Functions in `bisect`

module also support more complicated comparison/search using the the `key`

function parameter:

```
some_list = [1, 3, 7, 16, 25]
some_list.reverse()
insort_left(some_list, 10, key=lambda x: -1 * x)
print(some_list) # [25, 16, 10, 7, 3, 1]
```

Here we use the `key`

function to implement a reverse order binary search, just remember that the list also has to be sorted in reverse order to begin with.

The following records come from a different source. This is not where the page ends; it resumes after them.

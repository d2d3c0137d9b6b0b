use crate::core::{MergeError, MergeResult};
use std::path::PathBuf;

/// Role of an input package
#[derive(Debug, Clone, Copy, PartialEq, Eq)]
pub enum PackageRole {
    Base,
    /// 1-based position among the non-base inputs
    Split(usize),
}

impl PackageRole {
    /// Name of this package's directory inside the workspace
    pub fn dir_name(&self) -> String {
        match self {
            PackageRole::Base => "base".to_string(),
            PackageRole::Split(index) => format!("split_{}", index),
        }
    }
}

/// One input archive. The archive itself is only ever read.
#[derive(Debug, Clone, PartialEq, Eq)]
pub struct Package {
    pub path: PathBuf,
    pub role: PackageRole,
    /// Decompiled directory, once assigned
    pub workspace_dir: Option<PathBuf>,
}

impl Package {
    pub fn new(path: impl Into<PathBuf>, role: PackageRole) -> Self {
        Self {
            path: path.into(),
            role,
            workspace_dir: None,
        }
    }

    pub fn is_base(&self) -> bool {
        self.role == PackageRole::Base
    }
}

/// Validate inputs and assign roles: the first input is the base, the rest
/// are splits numbered from 1.
///
/// Fails on the first missing path, before anything touches the disk.
pub fn preflight(inputs: &[PathBuf]) -> MergeResult<Vec<Package>> {
    if inputs.is_empty() {
        return Err(MergeError::NoInputs);
    }

    for input in inputs {
        if !input.exists() {
            return Err(MergeError::InputNotFound(input.clone()));
        }
    }

    Ok(inputs
        .iter()
        .enumerate()
        .map(|(i, path)| {
            let role = if i == 0 {
                PackageRole::Base
            } else {
                PackageRole::Split(i)
            };
            Package::new(path, role)
        })
        .collect())
}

Similarly to reverse ordering, one might be also inclined to use key function for searching list of tuples, it's however possible to do just:

```
list_of_tuples = [(1, 3), (3, 8), (5, 4), (10, 12)]
index = bisect_left(list_of_tuples, (5, )) # 2
print(list_of_tuples[2]) # (5, 4)
```

Omitting the second value in the `tuple`

forces `bisect_left`

to compare only based on the first value. If you wanted to be explicit and use the `key`

function anyway, then `key=lambda i: i[0]`

would work too.

With that said, the key function is somewhat unintuitive - one would expect it to work like e.g. `sorted`

function:

```
some_tuples = [
(0, 10),
(2, 12),
(3, 15),
(5, 20),
]
print(sorted(some_tuples, key=lambda t: t[0] + t[1])) # Works
```

But it doesn't:

```
index = bisect_left(some_tuples, (4, 17), key=lambda t: t[0] + t[1]) # Doesn't work
# Expectation: index = 3
# Reality: "TypeError: '<' not supported between instances of 'int' and 'tuple'"
def key_func(t):
return t[0] + t[1]
index = bisect_left(some_tuples, key_func((4, 17)), key=key_func)
print(index) # 3
```

Instead, we have to define a key function, pass it as a `key`

argument and invoke it on the second argument, too.

That's because (from docs):

key specifies a key function of one argument that is used to extract a comparison key from each element in the array. To support searching complex records, the key function is not applied to the x value.

Also see this GitHub issue in `cpython`

repository for reasoning behind this design decision.

## Conclusion

In my opinion, for such a tiny module, that's a lot of things you can use it for.

Also, besides all the above useful things you can do with `bisect`

, I want to highlight how fast this is - especially if you have list that's already sorted. For example consider this example on Stack Overflow showing that `bisect_left`

is much faster than `in`

operator.

It being *binary search* naturally means that it runs in `O(log(n))`

, but it's further helped by being precompiled in C, so it's always going to be faster than anything you write yourself.